Collected data
########################################

//! Effects composition - folding buffs, upgrade tiers and event modifiers
//! into the applied value of a base gameplay stat.
//!
//! Three source kinds combine with different rules:
//!
//! * **Buffs** are additive. They are written once into the consumer's
//!   persistent baseline rather than recomputed on every read.
//! * **Upgrade tiers** are a step function, `base + level × per_tier`.
//! * **Event modifiers** are multiplicative and applied through a
//!   [`SnapshotMap`]: the pre-event value is saved on activation and written
//!   back verbatim on deactivation.
//!
//! Buffs and tiers are folded first; the result is the pre-event baseline, so
//! reverting an event never discards buff contributions.

use std::collections::HashMap;
use std::hash::Hash;

use serde::{Deserialize, Serialize};

/// Gameplay stats that progression can modify.
#[derive(Debug, Clone, Copy, PartialEq, Eq, Hash, PartialOrd, Ord, Serialize, Deserialize)]
pub enum StatKind {
    MovementSpeed,
    CustomerWaitTime,
    CustomerSpawnInterval,
    DeliveryReward,
    UpgradePrice,
}

impl StatKind {
    /// All stat kinds in order.
    pub const ALL: [StatKind; 5] = [
        StatKind::MovementSpeed,
        StatKind::CustomerWaitTime,
        StatKind::CustomerSpawnInterval,
        StatKind::DeliveryReward,
        StatKind::UpgradePrice,
    ];
}

/// One modifier source contributing to a stat.
#[derive(Debug, Clone, Copy, PartialEq)]
pub enum Modifier {
    /// Summed buff amount for the stat.
    Buff(f32),
    /// An upgrade tier contribution.
    Tier { level: u8, per_tier: f32 },
    /// An event multiplier.
    Event(f32),
}

/// Step function for upgrade tiers.
pub fn tier_value(base: f32, level: u8, per_tier: f32) -> f32 {
    base + level as f32 * per_tier
}

/// Compose the applied value of a stat from its base and all sources.
///
/// Additive sources (tiers, buffs) are folded first; event multipliers are
/// applied to the result. Source order within a kind does not matter.
pub fn compose(base: f32, sources: &[Modifier]) -> f32 {
    let mut additive = base;
    let mut multiplier = 1.0;
    for source in sources {
        match *source {
            Modifier::Buff(amount) => additive += amount,
            Modifier::Tier { level, per_tier } => additive = tier_value(additive, level, per_tier),
            Modifier::Event(factor) => multiplier *= factor,
        }
    }
    additive * multiplier
}

/// Pre-event stat values keyed by entity identity.
///
/// Each `(key, stat)` pair is captured at most once per activation, so an
/// event can never compound on itself. [`SnapshotMap::drain`] hands back the
/// saved values for an exact restore.
#[derive(Debug, Clone)]
pub struct SnapshotMap<K> {
    saved: HashMap<(K, StatKind), f32>,
}

impl<K> Default for SnapshotMap<K> {
    fn default() -> Self {
        Self {
            saved: HashMap::new(),
        }
    }
}

impl<K: Copy + Eq + Hash> SnapshotMap<K> {
    pub fn new() -> Self {
        Self::default()
    }

    /// Save `current` as the pre-event value and return the modified value.
    /// A pair that is already captured keeps its original saved value.
    pub fn capture(&mut self, key: K, stat: StatKind, current: f32, factor: f32) -> f32 {
        let pre = *self.saved.entry((key, stat)).or_insert(current);
        pre * factor
    }

    /// Shift the saved baseline of a captured pair by `delta`.
    /// Returns the new pre-event value, or `None` if the pair is not captured.
    pub fn rebase(&mut self, key: K, stat: StatKind, delta: f32) -> Option<f32> {
        self.saved.get_mut(&(key, stat)).map(|pre| {
            *pre += delta;
            *pre
        })
    }

    /// Saved pre-event value of a pair, if captured.
    pub fn saved(&self, key: K, stat: StatKind) -> Option<f32> {
        self.saved.get(&(key, stat)).copied()
    }

    pub fn contains(&self, key: K, stat: StatKind) -> bool {
        self.saved.contains_key(&(key, stat))
    }

    pub fn len(&self) -> usize {
        self.saved.len()
    }

    pub fn is_empty(&self) -> bool {
        self.saved.is_empty()
    }

    /// Remove and return every saved value.
    pub fn drain(&mut self) -> Vec<(K, StatKind, f32)> {
        self.saved
            .drain()
            .map(|((key, stat), pre)| (key, stat, pre))
            .collect()
    }
}

#[cfg(test)]
mod tests {
    use super::*;

    #[test]
    fn compose_no_sources_is_base() {
        assert!((compose(4.0, &[]) - 4.0).abs() < f32::EPSILON);
    }

    #[test]
    fn buffs_are_additive() {
        let v = compose(10.0, &[Modifier::Buff(2.0), Modifier::Buff(3.0)]);
        assert!((v - 15.0).abs() < f32::EPSILON);
    }

    #[test]
    fn tiers_step() {
        assert!((tier_value(5.0, 3, 0.5) - 6.5).abs() < f32::EPSILON);
        let v = compose(
            5.0,
            &[Modifier::Tier {
                level: 2,
                per_tier: 1.0,
            }],
        );
        assert!((v - 7.0).abs() < f32::EPSILON);
    }

    #[test]
    fn event_multiplies_after_additive() {
        // Order in the slice does not change the result.
        let a = compose(10.0, &[Modifier::Event(2.0), Modifier::Buff(5.0)]);
        let b = compose(10.0, &[Modifier::Buff(5.0), Modifier::Event(2.0)]);
        assert!((a - 30.0).abs() < f32::EPSILON);
        assert!((a - b).abs() < f32::EPSILON);
    }

    #[test]
    fn capture_once_per_pair() {
        let mut snaps: SnapshotMap<u32> = SnapshotMap::new();
        let v = snaps.capture(1, StatKind::MovementSpeed, 4.0, 1.5);
        assert!((v - 6.0).abs() < f32::EPSILON);
        // Capturing again from the modified value must not compound.
        let v2 = snaps.capture(1, StatKind::MovementSpeed, v, 1.5);
        assert!((v2 - 6.0).abs() < f32::EPSILON);
        assert_eq!(snaps.saved(1, StatKind::MovementSpeed), Some(4.0));
    }

    #[test]
    fn rebase_moves_saved_value() {
        let mut snaps: SnapshotMap<u32> = SnapshotMap::new();
        snaps.capture(7, StatKind::DeliveryReward, 10.0, 2.0);
        assert_eq!(snaps.rebase(7, StatKind::DeliveryReward, 3.0), Some(13.0));
        assert_eq!(snaps.rebase(8, StatKind::DeliveryReward, 3.0), None);
    }

    #[test]
    fn drain_empties() {
        let mut snaps: SnapshotMap<u32> = SnapshotMap::new();
        snaps.capture(1, StatKind::MovementSpeed, 1.0, 2.0);
        snaps.capture(2, StatKind::MovementSpeed, 3.0, 2.0);
        let mut drained = snaps.drain();
        drained.sort_by_key(|(k, _, _)| *k);
        assert_eq!(drained.len(), 2);
        assert_eq!(drained[1], (2, StatKind::MovementSpeed, 3.0));
        assert!(snaps.is_empty());
    }
}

########################################

# WHAT TO DO:
Search the entries for "factor" and show every line that has it.

# RESPONSE BELOW:
            Modifier::Event(factor) => multiplier *= factor,
    pub fn capture(&mut self, key: K, stat: StatKind, current: f32, factor: f32) -> f32 {
        pre * factor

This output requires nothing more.